** Task goal **
Determine which lines of the records include the word "NoOpMiddleware", and copy them.

** Given data **
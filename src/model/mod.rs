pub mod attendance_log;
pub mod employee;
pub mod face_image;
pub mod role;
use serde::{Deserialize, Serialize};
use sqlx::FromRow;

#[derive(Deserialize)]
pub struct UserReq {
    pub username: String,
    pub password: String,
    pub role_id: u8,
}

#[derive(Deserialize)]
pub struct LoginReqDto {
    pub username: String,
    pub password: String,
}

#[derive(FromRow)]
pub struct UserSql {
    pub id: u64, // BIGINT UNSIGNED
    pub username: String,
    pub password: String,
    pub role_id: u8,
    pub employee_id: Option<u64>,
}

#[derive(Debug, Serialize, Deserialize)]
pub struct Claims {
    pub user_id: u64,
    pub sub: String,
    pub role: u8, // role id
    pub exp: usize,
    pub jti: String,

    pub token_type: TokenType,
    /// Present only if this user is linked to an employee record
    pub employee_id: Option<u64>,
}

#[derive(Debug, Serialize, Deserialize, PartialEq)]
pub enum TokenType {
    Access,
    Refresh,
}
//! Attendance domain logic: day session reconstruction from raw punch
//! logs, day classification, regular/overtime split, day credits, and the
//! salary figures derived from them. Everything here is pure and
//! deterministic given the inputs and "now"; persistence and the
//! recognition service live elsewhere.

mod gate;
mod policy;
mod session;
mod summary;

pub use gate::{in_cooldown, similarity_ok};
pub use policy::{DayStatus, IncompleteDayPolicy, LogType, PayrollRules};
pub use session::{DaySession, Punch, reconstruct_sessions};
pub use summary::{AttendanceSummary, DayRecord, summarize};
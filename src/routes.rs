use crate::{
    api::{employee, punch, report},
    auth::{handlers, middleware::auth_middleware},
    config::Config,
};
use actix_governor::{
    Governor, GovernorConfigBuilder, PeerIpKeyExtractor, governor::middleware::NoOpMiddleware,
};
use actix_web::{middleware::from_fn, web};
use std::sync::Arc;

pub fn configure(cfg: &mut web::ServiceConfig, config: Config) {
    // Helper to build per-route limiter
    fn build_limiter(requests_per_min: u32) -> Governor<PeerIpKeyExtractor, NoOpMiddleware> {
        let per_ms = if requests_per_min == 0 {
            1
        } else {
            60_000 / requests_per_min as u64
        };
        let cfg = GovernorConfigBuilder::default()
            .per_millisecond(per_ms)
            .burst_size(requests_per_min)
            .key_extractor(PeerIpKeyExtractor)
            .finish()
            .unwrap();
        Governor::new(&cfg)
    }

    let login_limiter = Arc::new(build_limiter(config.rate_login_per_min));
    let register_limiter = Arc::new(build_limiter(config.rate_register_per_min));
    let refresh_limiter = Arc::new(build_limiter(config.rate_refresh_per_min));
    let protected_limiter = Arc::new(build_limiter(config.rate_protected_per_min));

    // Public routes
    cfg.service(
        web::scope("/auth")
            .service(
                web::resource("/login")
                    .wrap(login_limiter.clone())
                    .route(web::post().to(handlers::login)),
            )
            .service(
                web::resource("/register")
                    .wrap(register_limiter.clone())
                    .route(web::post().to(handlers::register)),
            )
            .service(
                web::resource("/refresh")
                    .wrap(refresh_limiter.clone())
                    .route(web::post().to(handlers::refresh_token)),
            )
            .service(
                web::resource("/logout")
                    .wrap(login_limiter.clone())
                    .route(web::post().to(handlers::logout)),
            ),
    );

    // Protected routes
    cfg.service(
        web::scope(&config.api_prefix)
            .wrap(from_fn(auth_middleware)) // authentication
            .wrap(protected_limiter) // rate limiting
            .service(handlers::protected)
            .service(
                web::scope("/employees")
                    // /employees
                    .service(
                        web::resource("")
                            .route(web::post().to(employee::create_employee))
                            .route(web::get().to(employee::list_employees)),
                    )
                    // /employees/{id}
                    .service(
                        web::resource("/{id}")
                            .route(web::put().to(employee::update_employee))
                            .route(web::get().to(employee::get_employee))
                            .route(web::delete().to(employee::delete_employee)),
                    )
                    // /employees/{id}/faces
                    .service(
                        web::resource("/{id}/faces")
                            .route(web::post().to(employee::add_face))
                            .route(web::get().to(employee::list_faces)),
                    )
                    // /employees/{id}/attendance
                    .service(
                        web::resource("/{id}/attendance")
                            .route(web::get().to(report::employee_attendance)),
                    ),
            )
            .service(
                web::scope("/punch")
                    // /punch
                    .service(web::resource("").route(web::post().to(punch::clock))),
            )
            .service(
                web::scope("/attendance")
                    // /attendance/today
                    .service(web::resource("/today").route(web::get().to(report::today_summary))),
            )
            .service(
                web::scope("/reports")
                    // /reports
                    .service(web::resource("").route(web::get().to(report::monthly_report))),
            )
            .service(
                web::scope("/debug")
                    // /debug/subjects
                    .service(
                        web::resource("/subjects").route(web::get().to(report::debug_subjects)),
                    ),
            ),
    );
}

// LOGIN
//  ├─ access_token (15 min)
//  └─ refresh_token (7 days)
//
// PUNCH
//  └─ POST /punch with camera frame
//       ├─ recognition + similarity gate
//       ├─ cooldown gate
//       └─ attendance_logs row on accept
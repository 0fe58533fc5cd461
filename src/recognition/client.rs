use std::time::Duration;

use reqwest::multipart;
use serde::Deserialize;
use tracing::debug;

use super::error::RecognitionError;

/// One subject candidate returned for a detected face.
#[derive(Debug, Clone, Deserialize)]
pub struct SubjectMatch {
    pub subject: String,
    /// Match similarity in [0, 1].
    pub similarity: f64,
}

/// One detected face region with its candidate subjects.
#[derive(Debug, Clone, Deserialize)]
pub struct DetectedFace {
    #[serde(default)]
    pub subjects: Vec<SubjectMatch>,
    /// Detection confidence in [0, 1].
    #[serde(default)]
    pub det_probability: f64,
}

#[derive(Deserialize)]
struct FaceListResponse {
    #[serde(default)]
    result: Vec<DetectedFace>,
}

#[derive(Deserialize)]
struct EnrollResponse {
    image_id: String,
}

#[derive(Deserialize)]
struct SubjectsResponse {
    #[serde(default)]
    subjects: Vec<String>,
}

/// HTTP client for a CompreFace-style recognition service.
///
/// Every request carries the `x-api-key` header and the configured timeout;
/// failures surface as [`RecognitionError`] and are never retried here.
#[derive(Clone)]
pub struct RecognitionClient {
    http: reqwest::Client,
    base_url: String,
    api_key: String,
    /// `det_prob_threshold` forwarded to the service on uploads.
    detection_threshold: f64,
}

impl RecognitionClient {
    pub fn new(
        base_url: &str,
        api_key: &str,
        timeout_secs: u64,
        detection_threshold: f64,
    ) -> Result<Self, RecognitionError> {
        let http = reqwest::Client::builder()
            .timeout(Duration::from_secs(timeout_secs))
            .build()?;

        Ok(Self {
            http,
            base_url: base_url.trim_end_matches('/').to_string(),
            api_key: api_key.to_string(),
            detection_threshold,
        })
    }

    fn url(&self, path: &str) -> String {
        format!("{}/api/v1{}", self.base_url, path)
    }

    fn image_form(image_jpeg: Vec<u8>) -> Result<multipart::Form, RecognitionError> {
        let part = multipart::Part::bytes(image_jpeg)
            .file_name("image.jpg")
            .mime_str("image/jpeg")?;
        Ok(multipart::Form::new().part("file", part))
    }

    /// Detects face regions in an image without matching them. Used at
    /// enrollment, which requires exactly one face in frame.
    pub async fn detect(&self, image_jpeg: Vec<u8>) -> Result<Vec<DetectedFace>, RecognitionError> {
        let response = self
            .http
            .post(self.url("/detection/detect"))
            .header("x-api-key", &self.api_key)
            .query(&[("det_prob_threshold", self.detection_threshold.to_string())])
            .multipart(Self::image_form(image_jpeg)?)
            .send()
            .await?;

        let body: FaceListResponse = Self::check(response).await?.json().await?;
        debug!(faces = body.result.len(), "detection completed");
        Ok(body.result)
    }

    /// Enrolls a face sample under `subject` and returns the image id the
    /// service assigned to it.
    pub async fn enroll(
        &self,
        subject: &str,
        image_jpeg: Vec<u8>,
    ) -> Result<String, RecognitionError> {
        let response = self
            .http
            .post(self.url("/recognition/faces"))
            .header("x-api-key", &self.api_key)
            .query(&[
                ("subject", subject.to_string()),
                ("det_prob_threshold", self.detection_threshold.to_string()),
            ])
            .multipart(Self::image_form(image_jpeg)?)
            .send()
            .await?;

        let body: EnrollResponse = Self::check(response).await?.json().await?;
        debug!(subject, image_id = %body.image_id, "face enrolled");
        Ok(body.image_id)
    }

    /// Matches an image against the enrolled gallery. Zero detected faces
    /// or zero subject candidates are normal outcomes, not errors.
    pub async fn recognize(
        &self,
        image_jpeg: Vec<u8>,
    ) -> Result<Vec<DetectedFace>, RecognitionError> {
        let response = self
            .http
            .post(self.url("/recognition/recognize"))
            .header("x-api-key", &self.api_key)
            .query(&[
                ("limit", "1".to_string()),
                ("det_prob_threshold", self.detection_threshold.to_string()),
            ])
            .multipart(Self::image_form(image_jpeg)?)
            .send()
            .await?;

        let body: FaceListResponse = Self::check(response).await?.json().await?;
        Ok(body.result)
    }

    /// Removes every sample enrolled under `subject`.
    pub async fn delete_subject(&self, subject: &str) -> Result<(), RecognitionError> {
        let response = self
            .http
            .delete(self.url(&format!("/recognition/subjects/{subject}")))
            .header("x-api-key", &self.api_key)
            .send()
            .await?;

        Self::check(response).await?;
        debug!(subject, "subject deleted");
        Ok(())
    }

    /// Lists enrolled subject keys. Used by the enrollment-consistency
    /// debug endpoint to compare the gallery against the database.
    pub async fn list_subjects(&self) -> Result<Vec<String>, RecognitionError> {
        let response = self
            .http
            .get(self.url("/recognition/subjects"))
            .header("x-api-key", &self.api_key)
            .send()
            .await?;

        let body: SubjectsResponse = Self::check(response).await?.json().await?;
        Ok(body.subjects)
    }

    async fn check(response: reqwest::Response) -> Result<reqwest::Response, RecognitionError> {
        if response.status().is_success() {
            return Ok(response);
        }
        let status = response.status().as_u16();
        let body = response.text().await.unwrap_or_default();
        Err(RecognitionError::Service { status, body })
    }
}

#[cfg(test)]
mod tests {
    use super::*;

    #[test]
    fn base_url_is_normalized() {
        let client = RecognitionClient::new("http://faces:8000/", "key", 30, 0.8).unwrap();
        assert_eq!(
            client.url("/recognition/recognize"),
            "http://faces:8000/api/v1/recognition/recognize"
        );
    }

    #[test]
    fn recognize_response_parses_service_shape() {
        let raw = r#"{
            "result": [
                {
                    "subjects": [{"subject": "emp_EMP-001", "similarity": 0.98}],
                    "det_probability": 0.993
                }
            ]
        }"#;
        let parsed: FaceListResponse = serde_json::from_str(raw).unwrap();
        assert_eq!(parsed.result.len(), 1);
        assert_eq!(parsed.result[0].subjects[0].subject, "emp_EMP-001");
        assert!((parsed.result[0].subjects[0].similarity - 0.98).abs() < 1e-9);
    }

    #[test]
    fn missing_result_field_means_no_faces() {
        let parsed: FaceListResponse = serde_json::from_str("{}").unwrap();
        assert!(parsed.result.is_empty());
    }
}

** Exercise response **
    Governor, GovernorConfigBuilder, PeerIpKeyExtractor, governor::middleware::NoOpMiddleware,
    fn build_limiter(requests_per_min: u32) -> Governor<PeerIpKeyExtractor, NoOpMiddleware> {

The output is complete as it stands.